Collected data
####################
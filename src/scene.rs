//! Scene - minimal host tree with binding storage
//!
//! Nodes and bindings live in arenas addressed by [`NodeId`] and
//! [`BindingId`]; ids are never reused. The scene owns scope partitioning:
//!
//! - **attach** ([`add_binding`](Scene::add_binding)): a View's scope is
//!   computed by walking its sub-tree (inactive nodes included, own node
//!   excluded) and stopping at nodes that carry a nearer View
//! - **reparent** ([`set_parent`](Scene::set_parent)): only bindings whose
//!   owner changes are patched, one prune on the old owner and one branch on
//!   the new owner each; no re-walk
//! - **destroy** ([`destroy`](Scene::destroy)): the sub-tree's exposed
//!   bindings are pruned from their owner
//!
//! The owner of a binding on node `n` is the first View found on a strict
//! ancestor of `n`.

use std::fmt;

use tracing::{debug, trace, warn};

use crate::binding::{Binding, BindingId};
use crate::error::{BinderyError, Result};
use crate::view::View;

/// Handle to a node in a [`Scene`]
#[derive(Debug, Clone, Copy, PartialEq, Eq, Hash, PartialOrd, Ord)]
pub struct NodeId(pub(crate) usize);

impl NodeId {
    pub fn index(self) -> usize {
        self.0
    }
}

impl fmt::Display for NodeId {
    fn fmt(&self, f: &mut fmt::Formatter<'_>) -> fmt::Result {
        write!(f, "#{}", self.0)
    }
}

/// A host tree node
#[derive(Debug, Clone)]
pub struct Node {
    name: String,
    parent: Option<NodeId>,
    children: Vec<NodeId>,
    active: bool,
    bindings: Vec<BindingId>,
}

impl Node {
    pub fn name(&self) -> &str {
        &self.name
    }

    pub fn parent(&self) -> Option<NodeId> {
        self.parent
    }

    pub fn children(&self) -> &[NodeId] {
        &self.children
    }

    pub fn is_active(&self) -> bool {
        self.active
    }

    pub fn bindings(&self) -> &[BindingId] {
        &self.bindings
    }
}

/// Binding storage; `binding` is `None` while the binding is applying
#[derive(Debug)]
struct Slot {
    node: NodeId,
    is_view: bool,
    binding: Option<Binding>,
}

#[derive(Debug, Default)]
pub struct Scene {
    nodes: Vec<Option<Node>>,
    bindings: Vec<Option<Slot>>,
}

impl Scene {
    pub fn new() -> Self {
        Self::default()
    }

    // ─────────────────────────────────────────────────────────────
    // Nodes
    // ─────────────────────────────────────────────────────────────

    /// Create a node, optionally under `parent`
    pub fn create_node(&mut self, name: impl Into<String>, parent: Option<NodeId>) -> Result<NodeId> {
        if let Some(parent) = parent {
            self.node_checked(parent)?;
        }
        let id = NodeId(self.nodes.len());
        self.nodes.push(Some(Node {
            name: name.into(),
            parent,
            children: Vec::new(),
            active: true,
            bindings: Vec::new(),
        }));
        if let Some(parent) = parent {
            self.node_mut(parent)?.children.push(id);
        }
        Ok(id)
    }

    pub fn node(&self, id: NodeId) -> Option<&Node> {
        self.nodes.get(id.0)?.as_ref()
    }

    pub fn contains(&self, id: NodeId) -> bool {
        self.node(id).is_some()
    }

    /// Number of live nodes
    pub fn node_count(&self) -> usize {
        self.nodes.iter().flatten().count()
    }

    pub fn set_active(&mut self, id: NodeId, active: bool) -> Result<()> {
        self.node_mut(id)?.active = active;
        Ok(())
    }

    /// Strict ancestors, nearest first
    pub fn ancestors(&self, id: NodeId) -> Vec<NodeId> {
        let mut out = Vec::new();
        let mut current = self.node(id).and_then(Node::parent);
        while let Some(node) = current {
            out.push(node);
            current = self.node(node).and_then(Node::parent);
        }
        out
    }

    /// Strict descendants in pre-order
    pub fn descendants(&self, id: NodeId) -> Vec<NodeId> {
        let mut out = Vec::new();
        let mut stack: Vec<NodeId> = self.children_rev(id);
        while let Some(node) = stack.pop() {
            out.push(node);
            stack.extend(self.children_rev(node));
        }
        out
    }

    /// Move `id` under `new_parent` (or make it a root).
    ///
    /// Views whose owner changes receive detach/attach messages; the old
    /// owner loses them and the new owner gains them. No other scope changes.
    pub fn set_parent(&mut self, id: NodeId, new_parent: Option<NodeId>) -> Result<()> {
        let old_parent = self.node_checked(id)?.parent;
        if let Some(parent) = new_parent {
            self.node_checked(parent)?;
            if parent == id || self.ancestors(parent).contains(&id) {
                return Err(BinderyError::ParentCycle {
                    node: id.0,
                    parent: parent.0,
                });
            }
        }
        if old_parent == new_parent {
            return Ok(());
        }

        let exposed = self.exposed_bindings(id);
        let old_owner = self.nearest_view_above(id);

        if let Some(old) = old_parent {
            self.node_mut(old)?.children.retain(|c| *c != id);
        }
        if let Some(new) = new_parent {
            self.node_mut(new)?.children.push(id);
        }
        self.node_mut(id)?.parent = new_parent;

        let new_owner = self.nearest_view_above(id);
        if old_owner == new_owner {
            return Ok(());
        }

        for &binding in &exposed {
            if let Some(old) = old_owner {
                self.patch_view(old, |view| {
                    view.prune(binding);
                });
            }
            self.patch_view(binding, |view| view.on_detach());
            if let Some(new) = new_owner {
                self.patch_view(new, |view| view.branch(binding));
            }
            self.patch_view(binding, |view| view.on_attach(new_owner));
        }
        debug!(
            node = %id,
            moved = exposed.len(),
            from = ?old_owner,
            to = ?new_owner,
            "patched scopes after reparent"
        );
        Ok(())
    }

    /// Destroy `id` and its sub-tree, dropping every binding on them
    pub fn destroy(&mut self, id: NodeId) -> Result<()> {
        let parent = self.node_checked(id)?.parent;

        let exposed = self.exposed_bindings(id);
        if let Some(owner) = self.nearest_view_above(id) {
            self.patch_view(owner, |view| view.release(&exposed));
        }
        if let Some(parent) = parent {
            self.node_mut(parent)?.children.retain(|c| *c != id);
        }

        let mut doomed = self.descendants(id);
        doomed.push(id);
        for node in doomed {
            if let Some(node) = self.nodes.get_mut(node.0).and_then(Option::take) {
                for binding in node.bindings {
                    if let Some(slot) = self.bindings.get_mut(binding.0) {
                        *slot = None;
                    }
                }
            }
        }
        trace!(node = %id, "destroyed sub-tree");
        Ok(())
    }

    // ─────────────────────────────────────────────────────────────
    // Bindings
    // ─────────────────────────────────────────────────────────────

    /// Attach `binding` to `node`.
    ///
    /// A View computes its scope here (the attach-time full walk) and takes
    /// over the bindings it now owns from the enclosing View. Every binding
    /// joins the enclosing View's scope.
    pub fn add_binding(&mut self, node: NodeId, binding: impl Into<Binding>) -> Result<BindingId> {
        let binding = binding.into();
        let is_view = binding.is_view();
        let claimed = is_view && self.view_on(node).is_none();

        let id = BindingId(self.bindings.len());
        self.node_mut(node)?.bindings.push(id);
        self.bindings.push(Some(Slot {
            node,
            is_view,
            binding: Some(binding),
        }));

        let owner = self.nearest_view_above(node);
        if is_view {
            // Only the first View on a node owns the sub-tree below it
            let scope = if claimed { self.collect_scope(node) } else { Vec::new() };
            if let Some(owner) = owner {
                self.patch_view(owner, |view| view.release(&scope));
            }
            for &child in &scope {
                self.patch_view(child, |view| view.on_attach(Some(id)));
            }
            debug!(binding = %id, node = %node, scope = scope.len(), "view attached");
            self.patch_view(id, |view| {
                view.reset_scope(scope);
                view.on_attach(owner);
            });
        }
        if let Some(owner) = owner {
            self.patch_view(owner, |view| view.branch(id));
        }
        Ok(id)
    }

    pub fn binding(&self, id: BindingId) -> Option<&Binding> {
        self.slot(id)?.binding.as_ref()
    }

    pub fn binding_mut(&mut self, id: BindingId) -> Option<&mut Binding> {
        self.bindings.get_mut(id.0)?.as_mut()?.binding.as_mut()
    }

    /// Host node of a binding
    pub fn binding_node(&self, id: BindingId) -> Option<NodeId> {
        self.slot(id).map(|slot| slot.node)
    }

    pub fn view(&self, id: BindingId) -> Option<&View> {
        self.binding(id)?.as_view()
    }

    /// Scope of a View (empty for anything else)
    pub fn scope(&self, id: BindingId) -> &[BindingId] {
        self.view(id).map(View::scope).unwrap_or(&[])
    }

    /// The View whose scope this binding belongs to
    pub fn owner_of(&self, id: BindingId) -> Option<BindingId> {
        self.nearest_view_above(self.binding_node(id)?)
    }

    /// First View on `node`
    pub fn view_on(&self, node: NodeId) -> Option<BindingId> {
        let node = self.node(node)?;
        node.bindings
            .iter()
            .copied()
            .find(|b| self.slot(*b).is_some_and(|slot| slot.is_view))
    }

    /// Every live View id, in creation order
    pub fn views(&self) -> Vec<BindingId> {
        self.bindings
            .iter()
            .enumerate()
            .filter(|(_, slot)| slot.as_ref().is_some_and(|s| s.is_view))
            .map(|(i, _)| BindingId(i))
            .collect()
    }

    /// Every live binding id, in creation order
    pub fn binding_ids(&self) -> Vec<BindingId> {
        self.bindings
            .iter()
            .enumerate()
            .filter(|(_, slot)| slot.is_some())
            .map(|(i, _)| BindingId(i))
            .collect()
    }

    pub fn is_view(&self, id: BindingId) -> bool {
        self.slot(id).is_some_and(|slot| slot.is_view)
    }

    /// Lend a binding out for `apply`
    pub(crate) fn take_binding(&mut self, id: BindingId) -> Option<Binding> {
        let Some(slot) = self.bindings.get_mut(id.0).and_then(Option::as_mut) else {
            debug!(binding = %id, "binding no longer exists, skipped");
            return None;
        };
        let taken = slot.binding.take();
        if taken.is_none() {
            warn!(binding = %id, "binding is already applying, skipped");
        }
        taken
    }

    /// Return a lent binding; dropped if its node was destroyed meanwhile
    pub(crate) fn restore_binding(&mut self, id: BindingId, binding: Binding) {
        if let Some(slot) = self.bindings.get_mut(id.0).and_then(Option::as_mut) {
            slot.binding = Some(binding);
        }
    }

    // ─────────────────────────────────────────────────────────────
    // Scope partitioning
    // ─────────────────────────────────────────────────────────────

    /// Bindings below `node` (own node excluded) not claimed by a nearer View
    fn collect_scope(&self, node: NodeId) -> Vec<BindingId> {
        let mut scope = Vec::new();
        let mut stack = self.children_rev(node);
        while let Some(current) = stack.pop() {
            let Some(n) = self.node(current) else {
                continue;
            };
            scope.extend_from_slice(&n.bindings);
            if self.view_on(current).is_none() {
                stack.extend(self.children_rev(current));
            }
        }
        scope
    }

    /// Bindings in `node`'s sub-tree whose owner lies outside it
    pub(crate) fn exposed_bindings(&self, node: NodeId) -> Vec<BindingId> {
        let mut exposed = Vec::new();
        let mut stack = vec![node];
        while let Some(current) = stack.pop() {
            let Some(n) = self.node(current) else {
                continue;
            };
            exposed.extend_from_slice(&n.bindings);
            if self.view_on(current).is_none() {
                stack.extend(self.children_rev(current));
            }
        }
        exposed
    }

    fn nearest_view_above(&self, node: NodeId) -> Option<BindingId> {
        self.ancestors(node)
            .into_iter()
            .find_map(|ancestor| self.view_on(ancestor))
    }

    /// Run `f` on a View; no-op for non-views and views that are applying
    fn patch_view(&mut self, id: BindingId, f: impl FnOnce(&mut View)) -> bool {
        match self.binding_mut(id).and_then(Binding::as_view_mut) {
            Some(view) => {
                f(view);
                true
            }
            None => {
                trace!(binding = %id, "scope patch skipped");
                false
            }
        }
    }

    // ─────────────────────────────────────────────────────────────
    // Helpers
    // ─────────────────────────────────────────────────────────────

    fn slot(&self, id: BindingId) -> Option<&Slot> {
        self.bindings.get(id.0)?.as_ref()
    }

    fn node_checked(&self, id: NodeId) -> Result<&Node> {
        self.node(id).ok_or(BinderyError::NodeNotFound { node: id.0 })
    }

    fn node_mut(&mut self, id: NodeId) -> Result<&mut Node> {
        self.nodes
            .get_mut(id.0)
            .and_then(Option::as_mut)
            .ok_or(BinderyError::NodeNotFound { node: id.0 })
    }

    /// Children reversed, so popping a stack visits them in order
    fn children_rev(&self, id: NodeId) -> Vec<NodeId> {
        self.node(id)
            .map(|n| n.children.iter().rev().copied().collect())
            .unwrap_or_default()
    }
}
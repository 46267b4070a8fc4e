//! View - a binding that owns a scope of descendant bindings
//!
//! A View's scope holds every binding below its node that no nearer View
//! claims. The scope is computed wholesale when the View is attached
//! (see [`Scene::add_binding`](crate::scene::Scene::add_binding)) and then
//! patched one entry at a time when views move between parents.
//!
//! Applying a View narrows the model through its optional selector and
//! re-applies every scope entry with the narrowed model; nested Views in the
//! scope recurse into their own scopes.

use std::borrow::Cow;

use tracing::trace;

use crate::binding::{BindingId, Context};
use crate::selector::Selector;
use crate::value::Value;

/// Scope manager embedded by plain views and templates
#[derive(Debug, Clone, Default)]
pub struct View {
    selector: Option<Selector>,
    scope: Vec<BindingId>,
    parent: Option<BindingId>,
}

impl View {
    /// View applying the model unchanged
    pub fn new() -> Self {
        Self::default()
    }

    /// View narrowing the model through `selector` before applying its scope
    pub fn narrowed(selector: impl Into<Selector>) -> Self {
        Self {
            selector: Some(selector.into()),
            ..Self::default()
        }
    }

    pub fn selector(&self) -> Option<&Selector> {
        self.selector.as_ref()
    }

    /// Bindings owned by this view, in discovery order
    pub fn scope(&self) -> &[BindingId] {
        &self.scope
    }

    /// Nearest enclosing view, if any
    pub fn parent(&self) -> Option<BindingId> {
        self.parent
    }

    pub fn contains(&self, binding: BindingId) -> bool {
        self.scope.contains(&binding)
    }

    /// The model this view's scope receives
    pub fn narrow<'a>(&self, model: &'a Value) -> Cow<'a, Value> {
        match &self.selector {
            Some(selector) => Cow::Owned(selector.resolve(model)),
            None => Cow::Borrowed(model),
        }
    }

    /// Idempotent insert: `scope = (scope \ {child}) ∪ {child}`
    pub fn branch(&mut self, child: BindingId) {
        self.scope.retain(|b| *b != child);
        self.scope.push(child);
    }

    /// Remove `child` as a unit; returns whether it was present
    pub fn prune(&mut self, child: BindingId) -> bool {
        let before = self.scope.len();
        self.scope.retain(|b| *b != child);
        self.scope.len() != before
    }

    /// Structural message: this view now sits under `parent`
    pub fn on_attach(&mut self, parent: Option<BindingId>) {
        self.parent = parent;
    }

    /// Structural message: this view left its parent
    pub fn on_detach(&mut self) {
        self.parent = None;
    }

    pub(crate) fn reset_scope(&mut self, scope: Vec<BindingId>) {
        self.scope = scope;
    }

    pub(crate) fn release(&mut self, bindings: &[BindingId]) {
        self.scope.retain(|b| !bindings.contains(b));
    }

    pub(crate) fn apply(&self, cx: &mut Context<'_>, model: &Value) {
        let narrowed = self.narrow(model);
        trace!(scope = self.scope.len(), "applying view scope");
        for &binding in &self.scope {
            cx.apply(binding, &narrowed);
        }
    }
}
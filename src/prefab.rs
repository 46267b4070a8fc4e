//! Prefabs - kind key → child sub-tree builder
//!
//! A builder creates a sub-tree under the given host node and returns its
//! root. The root must carry a View (or Template) so the child can receive
//! its item; with `implicit_view` a plain View is attached when it does not.

use rustc_hash::FxHashMap;
use tracing::trace;

use crate::binding::BindingId;
use crate::error::{BinderyError, Result};
use crate::scene::{NodeId, Scene};
use crate::view::View;

type Builder = Box<dyn Fn(&mut Scene, NodeId) -> Result<NodeId>>;

#[derive(Default)]
pub struct Prefabs {
    builders: FxHashMap<String, Builder>,
}

impl Prefabs {
    pub fn new() -> Self {
        Self::default()
    }

    /// Register (or replace) the builder for `kind`
    pub fn register<F>(&mut self, kind: impl Into<String>, build: F) -> &mut Self
    where
        F: Fn(&mut Scene, NodeId) -> Result<NodeId> + 'static,
    {
        self.builders.insert(kind.into(), Box::new(build));
        self
    }

    pub fn contains(&self, kind: &str) -> bool {
        self.builders.contains_key(kind)
    }

    /// Registered kinds, sorted
    pub fn kinds(&self) -> Vec<&str> {
        let mut kinds: Vec<&str> = self.builders.keys().map(String::as_str).collect();
        kinds.sort_unstable();
        kinds
    }

    /// Build a `kind` child under `host`; returns its root node and root View
    pub fn instantiate(
        &self,
        scene: &mut Scene,
        kind: &str,
        host: NodeId,
        implicit_view: bool,
    ) -> Result<(NodeId, BindingId)> {
        let build = self
            .builders
            .get(kind)
            .ok_or_else(|| BinderyError::UnknownKind { kind: kind.to_string() })?;
        let root = build(scene, host)?;

        let view = match scene.view_on(root) {
            Some(view) => view,
            None if implicit_view => scene.add_binding(root, View::new())?,
            None => {
                scene.destroy(root)?;
                return Err(BinderyError::MissingView { kind: kind.to_string() });
            }
        };
        trace!(kind, node = %root, view = %view, "instantiated prefab");
        Ok((root, view))
    }
}

impl std::fmt::Debug for Prefabs {
    fn fmt(&self, f: &mut std::fmt::Formatter<'_>) -> std::fmt::Result {
        f.debug_struct("Prefabs").field("kinds", &self.kinds()).finish()
    }
}

#[cfg(test)]
mod tests {
    use super::*;

    #[test]
    fn unknown_kind_is_an_error() {
        let mut scene = Scene::new();
        let host = scene.create_node("host", None).unwrap();
        let err = Prefabs::new()
            .instantiate(&mut scene, "row", host, true)
            .unwrap_err();
        assert!(matches!(err, BinderyError::UnknownKind { .. }));
    }

    #[test]
    fn implicit_view_is_attached_to_bare_roots() {
        let mut scene = Scene::new();
        let host = scene.create_node("host", None).unwrap();
        let mut prefabs = Prefabs::new();
        prefabs.register("row", |scene: &mut Scene, host| scene.create_node("row", Some(host)));

        let (root, view) = prefabs.instantiate(&mut scene, "row", host, true).unwrap();
        assert_eq!(scene.view_on(root), Some(view));
        assert_eq!(scene.node(root).unwrap().parent(), Some(host));
    }

    #[test]
    fn bare_root_without_implicit_view_is_rolled_back() {
        let mut scene = Scene::new();
        let host = scene.create_node("host", None).unwrap();
        let mut prefabs = Prefabs::new();
        prefabs.register("row", |scene: &mut Scene, host| scene.create_node("row", Some(host)));

        let err = prefabs.instantiate(&mut scene, "row", host, false).unwrap_err();
        assert!(err.to_string().starts_with("BIND-044"));
        assert!(scene.node(host).unwrap().children().is_empty());
    }

    #[test]
    fn builder_keeps_its_own_view() {
        let mut scene = Scene::new();
        let host = scene.create_node("host", None).unwrap();
        let mut prefabs = Prefabs::new();
        prefabs.register("card", |scene: &mut Scene, host| {
            let root = scene.create_node("card", Some(host))?;
            scene.add_binding(root, View::narrowed("card"))?;
            Ok(root)
        });

        let (root, view) = prefabs.instantiate(&mut scene, "card", host, false).unwrap();
        assert_eq!(scene.node(root).unwrap().bindings(), [view]);
        assert_eq!(prefabs.kinds(), vec!["card"]);
    }
}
####################
• _Aim of the task_
Check each line of the records for the string "live" and copy those that have it.

• _Answer section_
//! Nodes and bindings live in arenas addressed by [`NodeId`] and
    /// Number of live nodes
    /// Every live View id, in creation order
    /// Every live binding id, in creation order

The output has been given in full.